C'est le genre de film dont le sujet, les thèmes et le propos se prêtent aisément, mais surtout logiquement, à de grandes phrases un peu niaises ou connes sur la vie. Parce que c'est le genre de film qui parvient à traiter de ces questions avec simplicité et brio par le biais d'un langage universel qui supplante toute tentative de prose. A l'écran, une graine de sycamore tournoie dans les airs et tout est dit.
En suivant un personnage craignant être passé à côté de sa vie et qui cherche désespérément à lui donner un sens, Pete Docter offre une nouvelle fois à Pixar un de ses films les plus matures mais aussi, simultanément, l'un des plus étranges et des plus simples, armé d'un propos d'une évidence et pourtant d'une beauté indéniable.
L'âge du personnage principal n'est jamais donné mais ses cheveux grisonnants ne trompent pas. Et si ce n'est pas le premier Pixar à prendre comme un héros quelqu'un qui a entamé la deuxième moitié de sa vie (Docter lui-même avait un membre du troisième âge comme protagoniste de Là-haut), ou à parler de crise de la quarantaine (Bob Parr dans Les Indestructibles), cette fois, il n'est pas associé à un enfant. Le film conserve la formule de 14 des 23 films de la firme en optant pour la dynamique du buddy movie mais ne vise pas nécessairement les (beaucoup) plus jeunes. Coco s'attaquait déjà à des choses difficiles mais le faisait tout de même au travers des yeux d'un enfant et d'un voyage dans un monde fantastique à plus d'un titre. Or, le monde caché qu'il nous est donné de découvrir dans Soul revêt un aspect résolument différent.

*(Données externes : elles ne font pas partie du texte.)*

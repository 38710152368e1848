//! Pairing codes: short, human-typeable, out-of-band identifiers that map
//! to a coordinator registration (`spec.md` §3, §6).
//!
//! Codes are drawn from a Crockford-like alphabet with ambiguous glyphs
//! (`I`, `O`, `0`, `1`) excluded, so a code read aloud or copied from a
//! photo doesn't silently fail to match.

use rand::RngCore;

use crate::{RendezvousError, Result};

/// Crockford-like alphabet: 24 letters (no `I`/`O`) + 8 digits (no `0`/`1`).
pub const ALPHABET: &[u8; 32] = b"ABCDEFGHJKLMNPQRSTUVWXYZ23456789";

/// Pairing codes are always this many characters.
pub const CODE_LEN: usize = 6;

/// A validated, normalized (upper-case) pairing code.
#[derive(Clone, Debug, PartialEq, Eq, PartialOrd, Ord, Hash)]
pub struct PairingCode(String);

impl PairingCode {
    /// Generate a random pairing code by uniform rejection sampling over
    /// [`ALPHABET`].
    pub fn generate() -> Self {
        let mut rng = rand::thread_rng();
        let mut out = String::with_capacity(CODE_LEN);
        // 256 % 32 == 0, so every byte is usable without rejection, but we
        // sample generically in case the alphabet ever changes length.
        let threshold = 256 - (256 % ALPHABET.len());
        while out.len() < CODE_LEN {
            let mut byte = [0u8; 1];
            rng.fill_bytes(&mut byte);
            let b = byte[0] as usize;
            if b >= threshold {
                continue;
            }
            out.push(ALPHABET[b % ALPHABET.len()] as char);
        }
        Self(out)
    }

    /// Parse and validate user-supplied input: trims whitespace,
    /// upper-cases, and rejects anything not exactly [`CODE_LEN`]
    /// characters from [`ALPHABET`].
    pub fn parse(input: &str) -> Result<Self> {
        let normalized: String = input.trim().chars().flat_map(|c| c.to_uppercase()).collect();
        if normalized.chars().count() != CODE_LEN {
            return Err(RendezvousError::InvalidPairingCode(format!(
                "expected {CODE_LEN} characters, got {}",
                normalized.chars().count()
            )));
        }
        if !normalized.bytes().all(|b| ALPHABET.contains(&b)) {
            return Err(RendezvousError::InvalidPairingCode(
                "contains characters outside the pairing-code alphabet".into(),
            ));
        }
        Ok(Self(normalized))
    }

    pub fn as_str(&self) -> &str {
        &self.0
    }

    /// Encode as a `zajel://pair/<CODE>` URI.
    pub fn to_uri(&self) -> String {
        format!("zajel://pair/{}", self.0)
    }

    /// Decode a `zajel://pair/<CODE>` URI, validating the code portion.
    pub fn from_uri(uri: &str) -> Result<Self> {
        let code = uri
            .strip_prefix("zajel://pair/")
            .ok_or_else(|| RendezvousError::InvalidPairingCode("not a zajel pairing URI".into()))?;
        Self::parse(code)
    }
}

impl std::fmt::Display for PairingCode {
    fn fmt(&self, f: &mut std::fmt::Formatter<'_>) -> std::fmt::Result {
        f.write_str(&self.0)
    }
}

Dès ses premières scènes, le film impressionne par le soin apporté à la photographie, à la lumière. Aujourd'hui, un tel degré de photoréalisme n'est presque plus une prouesse, c'est même attendu, mais ici la technique sert le propos. Dans les scènes situées dans le monde réel, tout est conforme à la réalité, dans le design et les textures, à l'exception des êtres vivants. En un sens, on est plus proche du parti-pris d'un Tintin de Spielberg que de tout autre film d'animation en images de synthèse qui se déroule dans le monde réel, tel que Les Indestructibles ou même les scènes du monde réel de Vice versa de Docter lui-même. Cette minutie réaliste s'oppose à l'épure des passages dans le monde des âmes où Docter pousse encore plus loin l'abstraction abordée dans son précédent film.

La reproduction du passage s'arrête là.